Hiperión. Madrid, 2014. 141 páginas, 18 euros

En nuestros días la poesía se ve sometida, en lo que al tratamiento de los temas se refiere -es a la vez un don y una condena- a la provisionalidad y a la anécdota del instante. Amplía y enriquece así su campo de expresión siempre que no caiga en lo fácil y en lo epidérmico. Pero la tradición nos demuestra que la poesía es un género literario que fundamentalmente ha atendido a una serie muy concreta de temas, porque así lo exigía la importancia de los mismos: el amor, la muerte, el tiempo, lo sagrado, los momentos estelares de la Historia... Esto es lo primero que pensamos al reparar en el libro que hoy comentamos y, que ya desde su título, nos remite a la muerte como tema central.



Pero qué duda cabe que éste -como el del amor- es un tema de temas, pues se presta a multitud de interpretaciones, por más que la gravedad del mismo sea obsesiva para los seres humanos, quizás el más esencial. A veces, nace alejado de consideraciones meramente religiosas o metafísicas y alude a la muerte como una presencia tan brusca como cruel. Pienso ahora no sólo en este libro, Haikus en el corredor de la muerte, sino en Tengo una cita con la muerte (Poetas muertos en la Gran Guerra), seleccionados y traducidos en su día por Borja Aguiló y Ben Clark (Linteo, 2011). Pero si en éste la muerte llega como un honor tardío para reconocer la obra de los jóvenes soldados-poetas, en los haikus pone de relieve una tradición japonesa: la de que la persona que va a morir (condenada a muerte por ahorcamiento) deje, como mensaje último, un poema que, a la vez, debe someterse -lo que supone un segundo reto- a la forma extremadamente sintética y fulgurante del haiku.



Diríamos por ello que la poesía, ya como fenómeno anímico, se ve sometida a una prueba especial: la de dar con la dignidad y corrección de su factura en ese momento extremadamente grave que es el de la muerte, pero no una muerte que se ve venir con calma y resignación por edad o enfermedad, incluso la del suicida, sino con la brusquedad del que ha sido condenado a muerte. Tienen así estos versos el carácter de testamento en los límites, revelado desde una lucidez final que desea ser transformada en arte. El condenado se ve obligado a sintetizar no sólo lo que él siente en esos momentos finales sino incluso a resumir lo que piensa de la vida, de sus seres queridos ("Día de la madre,/cerrando mis ojos/ veo a mi madre", o : "No sabe mi hijo/que estoy condenado a muerte") y sabiendo incluso de qué poco sirven estas palabras últimas porque, escribe otro de los autores, "la verdad no la puedo decir".



Por tanto, la prueba de escribir poesía y hacerlo por medio de sólo 17 sílabas resulta de una intensidad especial. No sabemos si los condenados poseían el don de ser poetas, pero deben serlo en ese momento que precede a su muerte. Ese poema-testamento se escribe en una situación límite en la que todo "empieza a derrumbarse" y los minutos que quedan son como un "estruendo primaveral", donde "no se tiene mañana". Quizás de la lucidez última nace ese fulgor que es consustancial a la poesía verdadera, pues ésta brota del hondón del subconsciente. Así el condenado siente el calor de "un fuego para difuntos", "un sudor otoñal", "como si se rompiera/la luna" y siente "tibio/el patíbulo".

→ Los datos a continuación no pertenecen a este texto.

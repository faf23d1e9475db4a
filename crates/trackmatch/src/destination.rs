//! Template tracks as match destinations, with their lock state.

use serde::{Deserialize, Serialize};
use tracing::debug;

use rpp::TemplateTrack;

use crate::assignment::Assignment;

/// Who locked a destination.
#[derive(Debug, Clone, Copy, PartialEq, Eq, Serialize, Deserialize)]
#[serde(rename_all = "snake_case")]
pub enum LockOrigin {
    /// `LOCK` set in the template file.
    Template,
    /// Locked explicitly by the user.
    User,
    /// Folder locked because content was assigned below it.
    Auto,
}

#[derive(Debug, Clone, PartialEq, Serialize, Deserialize)]
pub struct DestinationTrack {
    pub index: usize,
    pub name: String,
    pub locked: bool,
    pub lock_origin: Option<LockOrigin>,
    pub is_folder: bool,
    pub depth: usize,
    pub parent: Option<usize>,
}

impl DestinationTrack {
    /// Can receive auto-matched sources.
    pub fn is_eligible(&self) -> bool {
        !self.locked && !self.is_folder
    }
}

impl From<&TemplateTrack> for DestinationTrack {
    fn from(t: &TemplateTrack) -> Self {
        DestinationTrack {
            index: t.index,
            name: t.name.clone(),
            locked: t.locked,
            lock_origin: t.locked.then_some(LockOrigin::Template),
            is_folder: t.is_folder,
            depth: t.depth,
            parent: t.parent,
        }
    }
}

/// All destinations of a template, indexed by track index.
#[derive(Debug, Clone, Default, PartialEq, Serialize, Deserialize)]
pub struct Destinations {
    tracks: Vec<DestinationTrack>,
}

impl Destinations {
    pub fn from_template(tracks: &[TemplateTrack]) -> Self {
        Destinations {
            tracks: tracks.iter().map(DestinationTrack::from).collect(),
        }
    }

    pub fn iter(&self) -> impl Iterator<Item = &DestinationTrack> {
        self.tracks.iter()
    }

    pub fn get(&self, index: usize) -> Option<&DestinationTrack> {
        self.tracks.get(index)
    }

    pub fn len(&self) -> usize {
        self.tracks.len()
    }

    pub fn is_empty(&self) -> bool {
        self.tracks.is_empty()
    }

    pub fn eligible(&self) -> impl Iterator<Item = &DestinationTrack> {
        self.tracks.iter().filter(|t| t.is_eligible())
    }

    pub fn lock(&mut self, index: usize, origin: LockOrigin) {
        if let Some(t) = self.tracks.get_mut(index) {
            t.locked = true;
            t.lock_origin = Some(origin);
        }
    }

    pub fn unlock(&mut self, index: usize) {
        if let Some(t) = self.tracks.get_mut(index) {
            t.locked = false;
            t.lock_origin = None;
        }
    }

    /// Enclosing folders of `index`, innermost first.
    pub fn ancestors(&self, index: usize) -> Vec<usize> {
        let mut out = Vec::new();
        let mut parent = self.tracks.get(index).and_then(|t| t.parent);
        while let Some(p) = parent {
            out.push(p);
            parent = self.tracks.get(p).and_then(|t| t.parent);
        }
        out
    }

    /// Some destination below folder `index` has assigned content.
    pub fn has_content_below(&self, index: usize, assignment: &Assignment) -> bool {
        self.tracks
            .iter()
            .filter(|t| !assignment.is_empty_for(t.index))
            .any(|t| self.ancestors(t.index).contains(&index))
    }

    /// Bring folder locks in line with the assignment.
    ///
    /// Every folder above an assigned destination is locked (`Auto`) unless
    /// already locked. Folders whose `Auto` lock no longer covers any
    /// content are unlocked again; template and user locks are left alone.
    pub fn sync_folder_locks(&mut self, assignment: &Assignment) {
        let filled: Vec<usize> = self
            .tracks
            .iter()
            .filter(|t| !assignment.is_empty_for(t.index))
            .map(|t| t.index)
            .collect();
        for index in filled {
            for folder in self.ancestors(index) {
                if !self.tracks[folder].locked {
                    debug!(folder, destination = index, "auto-locking folder");
                    self.lock(folder, LockOrigin::Auto);
                }
            }
        }

        let stale: Vec<usize> = self
            .tracks
            .iter()
            .filter(|t| t.is_folder && t.lock_origin == Some(LockOrigin::Auto))
            .filter(|t| !self.has_content_below(t.index, assignment))
            .map(|t| t.index)
            .collect();
        for folder in stale {
            debug!(folder, "clearing auto lock on empty folder");
            self.unlock(folder);
        }
    }
}

#[cfg(test)]
mod tests {
    use super::*;
    use crate::assignment::CellOrigin;
    use pretty_assertions::assert_eq;

    fn template() -> Vec<TemplateTrack> {
        let t = |index, name: &str, is_folder, depth, parent, locked| TemplateTrack {
            index,
            name: name.into(),
            is_folder,
            depth,
            parent,
            locked,
        };
        vec![
            t(0, "Drums", true, 0, None, false),
            t(1, "Shells", true, 1, Some(0), false),
            t(2, "Kick", false, 2, Some(1), false),
            t(3, "Snare", false, 1, Some(0), true),
            t(4, "Keys", true, 0, None, true),
            t(5, "Piano", false, 1, Some(4), false),
        ]
    }

    #[test]
    fn test_eligibility() {
        let dests = Destinations::from_template(&template());
        let eligible: Vec<_> = dests.eligible().map(|d| d.name.as_str()).collect();
        assert_eq!(eligible, vec!["Kick", "Piano"]);
        assert_eq!(dests.get(3).unwrap().lock_origin, Some(LockOrigin::Template));
    }

    #[test]
    fn test_ancestors() {
        let dests = Destinations::from_template(&template());
        assert_eq!(dests.ancestors(2), vec![1, 0]);
        assert!(dests.ancestors(0).is_empty());
    }

    #[test]
    fn test_assignment_locks_ancestor_folders() {
        let mut dests = Destinations::from_template(&template());
        let mut assignment = Assignment::default();
        assignment.set(2, 0, 0, CellOrigin::Auto);
        dests.sync_folder_locks(&assignment);

        assert_eq!(dests.get(0).unwrap().lock_origin, Some(LockOrigin::Auto));
        assert_eq!(dests.get(1).unwrap().lock_origin, Some(LockOrigin::Auto));
        // Template lock on Keys untouched
        assert_eq!(dests.get(4).unwrap().lock_origin, Some(LockOrigin::Template));
    }

    #[test]
    fn test_auto_lock_cleared_when_content_goes() {
        let mut dests = Destinations::from_template(&template());
        let mut assignment = Assignment::default();
        assignment.set(2, 0, 0, CellOrigin::Auto);
        dests.sync_folder_locks(&assignment);

        assignment.clear(2, 0);
        dests.sync_folder_locks(&assignment);
        assert!(!dests.get(0).unwrap().locked);
        assert!(!dests.get(1).unwrap().locked);
        assert!(dests.get(4).unwrap().locked);
    }
}
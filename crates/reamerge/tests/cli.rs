//! Tests for the reamerge command line
//!
//! Every command runs inside a temporary directory with the user config
//! directory pointed there too, so no local config leaks in.

mod common;

use assert_cmd::Command;
use common::Workspace;
use predicates::prelude::*;

fn reamerge(ws: &Workspace) -> Command {
    let mut cmd = Command::cargo_bin("reamerge").unwrap();
    cmd.current_dir(ws.path())
        .env("XDG_CONFIG_HOME", ws.path().join("xdg"))
        .env_remove("RUST_LOG")
        .env_remove("REAMERGE_GAP")
        .env_remove("REAMERGE_THRESHOLD")
        .env_remove("REAMERGE_ALIGN_LANES")
        .env_remove("REAMERGE_TEMPLATE")
        .env_remove("REAMERGE_LOG_LEVEL");
    cmd
}

#[test]
fn inspect_summarizes_session() {
    let ws = Workspace::new();
    let take = ws.take("take1");

    reamerge(&ws)
        .arg("inspect")
        .arg(&take)
        .assert()
        .success()
        .stdout(predicate::str::contains("take1"))
        .stdout(predicate::str::contains("120 BPM 4/4"))
        .stdout(predicate::str::contains("2 (2 with media)"))
        .stdout(predicate::str::contains("8 measures"));
}

#[test]
fn plan_prints_offsets_as_json() {
    let ws = Workspace::new();
    let a = ws.take("take1");
    let b = ws.take("take2");

    let output = reamerge(&ws)
        .args(["plan", "--json"])
        .arg(&a)
        .arg(&b)
        .output()
        .unwrap();
    assert!(output.status.success());

    let rows: serde_json::Value = serde_json::from_slice(&output.stdout).unwrap();
    assert_eq!(rows[0]["measure"], 0);
    assert_eq!(rows[1]["measure"], 10);
    assert_eq!(rows[1]["time"], 20.0);
}

#[test]
fn gap_comes_from_flag_then_config() {
    let ws = Workspace::new();
    let a = ws.take("take1");
    let b = ws.take("take2");
    ws.write("reamerge.toml", "[merge]\ngap_measures = 4\n");

    reamerge(&ws)
        .arg("plan")
        .arg(&a)
        .arg(&b)
        .assert()
        .success()
        .stdout(predicate::str::contains("total: 24 measures"));

    reamerge(&ws)
        .args(["plan", "--gap", "0"])
        .arg(&a)
        .arg(&b)
        .assert()
        .success()
        .stdout(predicate::str::contains("total: 16 measures"));
}

#[test]
fn match_shows_assignment_matrix() {
    let ws = Workspace::new();
    let template = ws.template();
    let take = ws.take("take1");

    reamerge(&ws)
        .arg("match")
        .arg("--template")
        .arg(&template)
        .arg(&take)
        .assert()
        .success()
        .stdout(predicate::str::contains("Kick In"))
        .stdout(predicate::str::contains("Snare Top"))
        .stdout(predicate::str::contains("2 tracks matched"));
}

#[test]
fn alias_flag_redirects_a_source() {
    let ws = Workspace::new();
    let template = ws.template();
    let take = ws.take("take1");

    let output = reamerge(&ws)
        .args(["match", "--json", "--alias", "Snare*=Bass", "--template"])
        .arg(&template)
        .arg(&take)
        .output()
        .unwrap();
    assert!(output.status.success());

    let rows: serde_json::Value = serde_json::from_slice(&output.stdout).unwrap();
    assert_eq!(rows[3]["destination"], "Bass");
    assert_eq!(rows[3]["sessions"][0]["source"], "Snare Top");
    assert!(rows[2]["sessions"][0].is_null());
}

#[test]
fn merge_writes_project() {
    let ws = Workspace::new();
    let template = ws.template();
    let a = ws.take("take1");
    let b = ws.take("take2");
    let out = ws.path().join("merged.rpp");

    reamerge(&ws)
        .arg("merge")
        .arg("--template")
        .arg(&template)
        .arg("--output")
        .arg(&out)
        .arg(&a)
        .arg(&b)
        .assert()
        .success()
        .stdout(predicate::str::contains("2 destinations processed, 0 skipped"));

    let text = std::fs::read_to_string(&out).unwrap();
    assert!(text.contains("POSITION 20\n"));
    assert!(text.contains("POSITION 20.5\n"));
}

#[test]
fn merge_without_template_fails() {
    let ws = Workspace::new();
    let a = ws.take("take1");

    reamerge(&ws)
        .args(["merge", "--output", "out.rpp"])
        .arg(&a)
        .assert()
        .failure()
        .stderr(predicate::str::contains("No template given"));
}

#[test]
fn missing_session_fails_with_path() {
    let ws = Workspace::new();

    reamerge(&ws)
        .args(["inspect", "nowhere.rpp"])
        .assert()
        .failure()
        .stderr(predicate::str::contains("nowhere.rpp"));
}

#[test]
fn bad_alias_is_rejected() {
    let ws = Workspace::new();
    let template = ws.template();
    let a = ws.take("take1");

    reamerge(&ws)
        .args(["match", "--alias", "no-separator", "--template"])
        .arg(&template)
        .arg(&a)
        .assert()
        .failure()
        .stderr(predicate::str::contains("no-separator"));
}

#[test]
fn config_shows_layered_values_and_sources() {
    let ws = Workspace::new();
    ws.write("xdg/reamerge/config.toml", "[merge]\ngap_measures = 4\n[aliases]\n\"Gtr*\" = \"Guitars\"\n");
    ws.write("reamerge.toml", "[merge]\ngap_measures = 2\n[aliases]\n\"Kick*\" = \"Kick\"\n");

    let output = reamerge(&ws)
        .env("REAMERGE_THRESHOLD", "0.7")
        .arg("config")
        .output()
        .unwrap();
    assert!(output.status.success());
    let text = String::from_utf8(output.stdout).unwrap();

    let body: String = text.lines().filter(|l| !l.starts_with('#')).collect::<Vec<_>>().join("\n");
    let parsed: mergeconf::MergeConfig = toml::from_str(&body).unwrap();
    assert_eq!(parsed.merge.gap_measures, 2);
    assert_eq!(parsed.matching.threshold, 0.7);
    let patterns: Vec<&str> = parsed.aliases.keys().map(String::as_str).collect();
    assert_eq!(patterns, vec!["Kick*", "Gtr*"]);

    assert!(text.contains("# from reamerge.toml"), "{text}");
    assert!(text.contains("# overridden by $REAMERGE_THRESHOLD"), "{text}");
}

#[test]
fn config_as_json_lists_sources() {
    let ws = Workspace::new();
    ws.write("reamerge.toml", "[logging]\nlevel = \"debug\"\n");

    let output = reamerge(&ws).args(["config", "--json"]).output().unwrap();
    assert!(output.status.success());

    let report: serde_json::Value = serde_json::from_slice(&output.stdout).unwrap();
    assert_eq!(report["config"]["logging"]["level"], "debug");
    assert_eq!(report["sources"]["files"][0], "reamerge.toml");
}
//! Tempo map and markers of the merged project.

use rpp::{Marker, Session, TempoPoint, TempoShape};

/// Concatenate the tempo maps of planned sessions.
///
/// Points move by each session's time offset. The first point of every
/// session carries that session's signature so the meter is restored where
/// the session starts, and the last point of every session steps so no ramp
/// runs across a session boundary.
pub fn merged_tempo_map(sessions: &[Session]) -> Vec<TempoPoint> {
    let mut merged: Vec<TempoPoint> = Vec::new();

    for session in sessions {
        let offset = session.offsets.time;
        let start = merged.len();
        merged.extend(session.tempo_map.iter().map(|p| TempoPoint {
            time: p.time + offset,
            ..*p
        }));

        if let Some(first) = merged.get_mut(start) {
            first.time_sig.get_or_insert(session.base_tempo.time_sig());
        }
        if let Some(last) = merged.last_mut() {
            last.shape = TempoShape::Square;
        }
    }

    merged
}

/// How merged marker names are written.
#[derive(Debug, Clone, Copy, Default, PartialEq, Eq)]
pub enum MarkerNaming {
    #[default]
    Keep,
    /// `"<session>: <name>"`
    SessionPrefix,
}

/// Markers and regions of all sessions, shifted and renumbered.
///
/// Markers and regions are numbered in two separate sequences starting at 1.
pub fn merged_markers(sessions: &[Session], naming: MarkerNaming) -> Vec<Marker> {
    let mut next_marker = 1;
    let mut next_region = 1;
    let mut merged = Vec::new();

    for session in sessions {
        let offset = session.offsets.time;
        let label = session.display_name();
        for m in &session.markers {
            let index = if m.is_region {
                next_region += 1;
                next_region - 1
            } else {
                next_marker += 1;
                next_marker - 1
            };
            let name = match naming {
                MarkerNaming::Keep => m.name.clone(),
                MarkerNaming::SessionPrefix if m.name.is_empty() => label.clone(),
                MarkerNaming::SessionPrefix => format!("{label}: {}", m.name),
            };
            merged.push(Marker {
                index,
                pos: m.pos + offset,
                is_region: m.is_region,
                region_end: m.region_end + offset,
                name,
                color: m.color,
            });
        }
    }

    merged
}

#[cfg(test)]
mod tests {
    use super::*;
    use crate::planner::plan_offsets;
    use pretty_assertions::assert_eq;
    use rpp::{BaseTempo, SessionOffsets, TimeSignature};

    fn session(name: &str, base: BaseTempo, map: Vec<TempoPoint>, markers: Vec<Marker>) -> Session {
        Session {
            path: format!("{name}.rpp").into(),
            base_tempo: base,
            tempo_map: map,
            markers,
            tracks: Vec::new(),
            pools: Default::default(),
            duration: 16.0,
            offsets: SessionOffsets::default(),
        }
    }

    fn marker(index: u32, pos: f64, region_end: Option<f64>, name: &str) -> Marker {
        Marker {
            index,
            pos,
            is_region: region_end.is_some(),
            region_end: region_end.unwrap_or(pos),
            name: name.into(),
            color: 0,
        }
    }

    #[test]
    fn tempo_points_shift_and_restore_meter() {
        let ramp = vec![
            TempoPoint { time: 0.0, bpm: 120.0, shape: TempoShape::Linear, time_sig: None },
            TempoPoint { time: 8.0, bpm: 140.0, shape: TempoShape::Linear, time_sig: None },
        ];
        let waltz = BaseTempo { bpm: 120.0, num: 3, denom: 4 };
        let flat = vec![TempoPoint { time: 0.0, bpm: 120.0, shape: TempoShape::Square, time_sig: None }];

        let mut sessions = vec![
            session("a", BaseTempo::default(), ramp, vec![]),
            session("b", waltz, flat, vec![]),
        ];
        plan_offsets(&mut sessions, 2);
        let map = merged_tempo_map(&sessions);

        let summary: Vec<_> = map.iter().map(|p| (p.time, p.shape, p.time_sig)).collect();
        assert_eq!(
            summary,
            vec![
                (0.0, TempoShape::Linear, Some(TimeSignature { num: 4, denom: 4 })),
                (8.0, TempoShape::Square, None),
                (20.0, TempoShape::Square, Some(TimeSignature { num: 3, denom: 4 })),
            ]
        );
    }

    #[test]
    fn markers_renumbered_per_kind() {
        let mut sessions = vec![
            session("a", BaseTempo::default(), vec![], vec![
                marker(5, 0.0, None, "Count"),
                marker(5, 2.0, Some(10.0), "Verse"),
            ]),
            session("b", BaseTempo::default(), vec![], vec![
                marker(1, 1.0, None, ""),
                marker(3, 4.0, Some(6.0), "Chorus"),
            ]),
        ];
        plan_offsets(&mut sessions, 2);

        let merged = merged_markers(&sessions, MarkerNaming::Keep);
        let summary: Vec<_> = merged
            .iter()
            .map(|m| (m.index, m.is_region, m.pos, m.region_end, m.name.as_str()))
            .collect();
        assert_eq!(
            summary,
            vec![
                (1, false, 0.0, 0.0, "Count"),
                (1, true, 2.0, 10.0, "Verse"),
                (2, false, 21.0, 21.0, ""),
                (2, true, 24.0, 26.0, "Chorus"),
            ]
        );

        let prefixed = merged_markers(&sessions, MarkerNaming::SessionPrefix);
        assert_eq!(prefixed[1].name, "a: Verse");
        assert_eq!(prefixed[2].name, "b");
    }
}
//! Sparse `destination → (session → source)` mapping.
//!
//! Within one session the mapping is a partial bijection: a source feeds at
//! most one destination and a destination takes at most one source.

use std::collections::BTreeMap;

use serde::{Deserialize, Serialize};

#[derive(Debug, Clone, Copy, PartialEq, Eq, Serialize, Deserialize)]
#[serde(rename_all = "snake_case")]
pub enum CellOrigin {
    Manual,
    Auto,
}

#[derive(Debug, Clone, Copy, PartialEq, Eq, Serialize, Deserialize)]
pub struct Cell {
    pub source: usize,
    pub origin: CellOrigin,
}

#[derive(Debug, Clone, Default, PartialEq, Eq, Serialize, Deserialize)]
pub struct Assignment {
    cells: BTreeMap<usize, BTreeMap<usize, Cell>>,
}

impl Assignment {
    /// Map `source` of `session` onto `dest`.
    ///
    /// Last writer wins, except that an `Auto` write never replaces a
    /// `Manual` cell or moves a manually placed source. Returns whether the
    /// cell was written.
    pub fn set(&mut self, dest: usize, session: usize, source: usize, origin: CellOrigin) -> bool {
        if origin == CellOrigin::Auto {
            let manual_here = self
                .cell(dest, session)
                .is_some_and(|c| c.origin == CellOrigin::Manual);
            let manual_elsewhere = self
                .destination_of(session, source)
                .and_then(|d| self.cell(d, session))
                .is_some_and(|c| c.origin == CellOrigin::Manual);
            if manual_here || manual_elsewhere {
                return false;
            }
        }

        if let Some(previous) = self.destination_of(session, source) {
            self.clear(previous, session);
        }
        self.cells
            .entry(dest)
            .or_default()
            .insert(session, Cell { source, origin });
        true
    }

    pub fn set_manual(&mut self, dest: usize, session: usize, source: usize) {
        self.set(dest, session, source, CellOrigin::Manual);
    }

    pub fn clear(&mut self, dest: usize, session: usize) -> Option<Cell> {
        let row = self.cells.get_mut(&dest)?;
        let cell = row.remove(&session);
        if row.is_empty() {
            self.cells.remove(&dest);
        }
        cell
    }

    /// Drop every `Auto` cell of one session.
    pub fn clear_auto(&mut self, session: usize) {
        for row in self.cells.values_mut() {
            if row.get(&session).is_some_and(|c| c.origin == CellOrigin::Auto) {
                row.remove(&session);
            }
        }
        self.cells.retain(|_, row| !row.is_empty());
    }

    pub fn cell(&self, dest: usize, session: usize) -> Option<Cell> {
        self.cells.get(&dest)?.get(&session).copied()
    }

    /// `(session, source)` pairs feeding `dest`, by session order.
    pub fn sources_for(&self, dest: usize) -> Vec<(usize, usize)> {
        self.cells
            .get(&dest)
            .map(|row| row.iter().map(|(s, c)| (*s, c.source)).collect())
            .unwrap_or_default()
    }

    pub fn destination_of(&self, session: usize, source: usize) -> Option<usize> {
        self.cells
            .iter()
            .find(|(_, row)| row.get(&session).is_some_and(|c| c.source == source))
            .map(|(dest, _)| *dest)
    }

    pub fn is_empty_for(&self, dest: usize) -> bool {
        !self.cells.contains_key(&dest)
    }

    /// Destinations with at least one source, in track order.
    pub fn destinations(&self) -> impl Iterator<Item = usize> + '_ {
        self.cells.keys().copied()
    }

    pub fn is_empty(&self) -> bool {
        self.cells.is_empty()
    }

    /// Total number of cells.
    pub fn len(&self) -> usize {
        self.cells.values().map(BTreeMap::len).sum()
    }

    /// Renumber sessions through `f`; sessions mapped to `None` are dropped.
    pub fn remap_sessions(&mut self, f: impl Fn(usize) -> Option<usize>) {
        for row in self.cells.values_mut() {
            *row = std::mem::take(row)
                .into_iter()
                .filter_map(|(s, c)| f(s).map(|s| (s, c)))
                .collect();
        }
        self.cells.retain(|_, row| !row.is_empty());
    }

    /// Forget a removed session and close the gap in session numbering.
    pub fn remove_session(&mut self, session: usize) {
        self.remap_sessions(|s| match s {
            s if s == session => None,
            s if s > session => Some(s - 1),
            s => Some(s),
        });
    }

    /// Follow a queue move of one session from `from` to `to`.
    pub fn move_session(&mut self, from: usize, to: usize) {
        self.remap_sessions(|s| {
            Some(if s == from {
                to
            } else if from < to && s > from && s <= to {
                s - 1
            } else if to < from && s >= to && s < from {
                s + 1
            } else {
                s
            })
        });
    }
}

#[cfg(test)]
mod tests {
    use super::*;
    use pretty_assertions::assert_eq;

    #[test]
    fn test_partial_bijection_per_session() {
        let mut a = Assignment::default();
        a.set(0, 0, 3, CellOrigin::Auto);
        a.set(1, 0, 3, CellOrigin::Auto);
        // Source 3 moved, destination 0 empty again
        assert!(a.is_empty_for(0));
        assert_eq!(a.destination_of(0, 3), Some(1));

        // Same source index in another session is independent
        a.set(0, 1, 3, CellOrigin::Auto);
        assert_eq!(a.sources_for(0), vec![(1, 3)]);
        assert_eq!(a.len(), 2);
    }

    #[test]
    fn test_auto_never_overwrites_manual() {
        let mut a = Assignment::default();
        a.set_manual(0, 0, 1);
        assert!(!a.set(0, 0, 2, CellOrigin::Auto));
        assert!(!a.set(5, 0, 1, CellOrigin::Auto));
        assert_eq!(a.cell(0, 0), Some(Cell { source: 1, origin: CellOrigin::Manual }));

        // Manual writes replace anything
        a.set_manual(0, 0, 2);
        assert_eq!(a.cell(0, 0).map(|c| c.source), Some(2));
    }

    #[test]
    fn test_clear_auto_keeps_manual() {
        let mut a = Assignment::default();
        a.set_manual(0, 0, 0);
        a.set(1, 0, 1, CellOrigin::Auto);
        a.set(1, 1, 1, CellOrigin::Auto);
        a.clear_auto(0);
        assert_eq!(a.sources_for(0), vec![(0, 0)]);
        assert_eq!(a.sources_for(1), vec![(1, 1)]);
    }

    #[test]
    fn test_remove_and_move_sessions() {
        let mut a = Assignment::default();
        a.set_manual(0, 0, 0);
        a.set_manual(0, 1, 1);
        a.set_manual(0, 2, 2);

        a.move_session(0, 2);
        assert_eq!(a.sources_for(0), vec![(0, 1), (1, 2), (2, 0)]);

        a.remove_session(1);
        assert_eq!(a.sources_for(0), vec![(0, 1), (1, 0)]);
    }
}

Estamos, pues, ante un libro extremadamente original, por grave y desgarrador, síntesis de lo que la poesía puede ser para un humano en el momento más violento: el que vive un condenado a muerte. Estos testimonios poéticos hacen alusión a ese momento concreto, pero nos lleva a considerar que el de la muerte es un tema que está presente en todos los tiempos y en no pocos poetas, como testimonio frente al enigma más perturbador de la vida.



De ello es una buena prueba ese tanka a la muerte que el poeta Raizán escribió en el siglo XVIII antes de su agonía: "Raizán ha muerto/ para pagar el error/ de haber nacido:/no culpa a nadie de ello,/ ni guarda ningún rencor". En testimonios como éste y en otros no menos acusados, como los de los condenados, se nos demuestra que la poesía puede llegar a ser la más esencial muestra de lo vital. Brilla incluso en estos casos una sabiduría que sobrevuela y vence incluso a la misma muerte.